More importantly, we want to ensure that the thousands of Flybe employees remain in jobs otherwise this could have devastating consequences.


Despite the devastating reports of the bushfires in Australia, one Scottish reporter brought some much needed light-hearted relief to the situation.

Debi Edward, UK’s ITV News Asia correspondent, visited Kangaroo Island and was presented with an ‘exclusive’ to meet one of the rarest animals on the island – the drop bear.

The reporter was kitted out with a suit to protect her whilst meeting the ‘vicious’ animal, and it wasn’t long before she was crying out for someone to take the drop bear from her.

Turns out the rescuers and Debi’s producer were in on the joke and the animal was in fact a koala bear and not a deadly, venomous animal.

This is a lesson to all – make sure you do plenty of research ahead of time, you can never be too prepared, whether it’s a business proposition or a trip to the zoo.




Glasgow is globally renowned for its thriving music scene, with some of Scotland’s finest music venues located in the city, which is why it is so disappointing to see the end of a real institution.

The Art School, Glasgow School of Art’s student union building, has been a home to artists, bands, music-lovers and club-goers for decades.

Members of iconic bands such as Franz Ferdinand, Travis, Belle and Sebastian and Frightened Rabbit all studied and/or worked there, while everyone from Jarvis Cocker to Courtney Love have danced on that famous chequered dancefloor.

Club-wise, it has been the home to some of Glasgow’s most beloved parties, from the long-running Divine to Optimo’s infamous Hogmanay events.

It’s more than a venue in other words, it’s part of Glasgow’s cultural heartbeat.

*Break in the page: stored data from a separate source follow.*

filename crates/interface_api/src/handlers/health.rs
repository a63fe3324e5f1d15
//! Health check handlers

use axum::Json;
use serde::Serialize;

#[derive(Serialize)]
pub struct HealthResponse {
    pub status: String,
    pub version: String,
}

/// Health check endpoint
pub async fn health_check() -> Json<HealthResponse> {
    Json(HealthResponse {
        status: "healthy".to_string(),
        version: env!("CARGO_PKG_VERSION").to_string(),
    })
}
//! Test Data Builders
//!
//! Provides builder patterns for constructing settlement drafts with sensible
//! defaults. Tests specify only the fields they care about.

use core_kernel::Currency;
use domain_settlement::{
    validate, AttorneyFeeDraft, CreditorCategory, LienDraft, LienType, LineItemDraft,
    ReductionPolicy, Settlement, SettlementDraft, ValidationMode,
};
use rust_decimal::Decimal;
use rust_decimal_macros::dec;

/// Builder for constructing settlement drafts
///
/// Defaults to a USD settlement of 10,000 with no expenses, no fee, no
/// medical payment, and no line items.
pub struct SettlementDraftBuilder {
    draft: SettlementDraft,
}

impl Default for SettlementDraftBuilder {
    fn default() -> Self {
        Self::new()
    }
}

impl SettlementDraftBuilder {
    /// Creates a new builder with default values
    pub fn new() -> Self {
        Self {
            draft: SettlementDraft::new(dec!(10000), dec!(0), AttorneyFeeDraft::specific(dec!(0)), dec!(0)),
        }
    }

    /// Sets the gross settlement amount
    pub fn gross(mut self, amount: Decimal) -> Self {
        self.draft.total_settlement_amount = Some(amount);
        self
    }

    pub fn case_expenses(mut self, amount: Decimal) -> Self {
        self.draft.case_expenses = Some(amount);
        self
    }

    pub fn medical_payment(mut self, amount: Decimal) -> Self {
        self.draft.medical_payment = Some(amount);
        self
    }

    /// Attorney fee as percentage points of gross
    pub fn attorney_percentage(mut self, points: Decimal) -> Self {
        self.draft.attorney_fee = Some(AttorneyFeeDraft::percentage(points));
        self
    }

    /// Flat attorney fee
    pub fn attorney_specific(mut self, amount: Decimal) -> Self {
        self.draft.attorney_fee = Some(AttorneyFeeDraft::specific(amount));
        self
    }

    pub fn currency(mut self, currency: Currency) -> Self {
        self.draft.currency = Some(currency);
        self
    }

    /// Adds a medical provider
    pub fn medical(mut self, item: LineItemDraft) -> Self {
        self.draft.medical_providers.push(item);
        self
    }

    /// Adds a pre-settlement loan
    pub fn loan(mut self, item: LineItemDraft) -> Self {
        self.draft.pre_settlement_loans.push(item);
        self
    }

    /// Adds a lien
    pub fn lien(mut self, item: LineItemDraft, lien_type: LienType) -> Self {
        self.draft.liens.push(LienDraft::new(item, lien_type));
        self
    }

    /// Sets the default reduction policy for a category
    pub fn default_policy(mut self, category: CreditorCategory, policy: ReductionPolicy) -> Self {
        self.draft.category_defaults = self.draft.category_defaults.with(category, policy);
        self
    }

    /// Builds the draft
    pub fn build(self) -> SettlementDraft {
        self.draft
    }

    /// Builds and validates the draft in permissive mode
    ///
    /// # Panics
    ///
    /// Panics if the draft is structurally invalid
    pub fn settle(self) -> Settlement {
        validate(self.draft, ValidationMode::Permissive)
            .expect("test draft should validate")
            .settlement
    }
}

After shutting to the public late last year, it has now been announced it has closed indefinitely due to financial limitations and all staff have been made redundant.

The venue had been financially unstable for the last couple of years and of course the two GSA fires did not help the situation, I have to winder just what was going on up there to allow such a situation to develop.

The Art School is business that should, if not look after itself, certainly be a very viable concern at worst and the fact that it’s been allowed to deteriorate to such a level that the liquidators have been brought in is as infuriating as it is baffling.

I dearly hope that this isn’t the end for the Glasgow institution, but in the meantime over 30 people have lost their jobs and the city has lost a huge part of its cultural makeup. Questions need to be asked.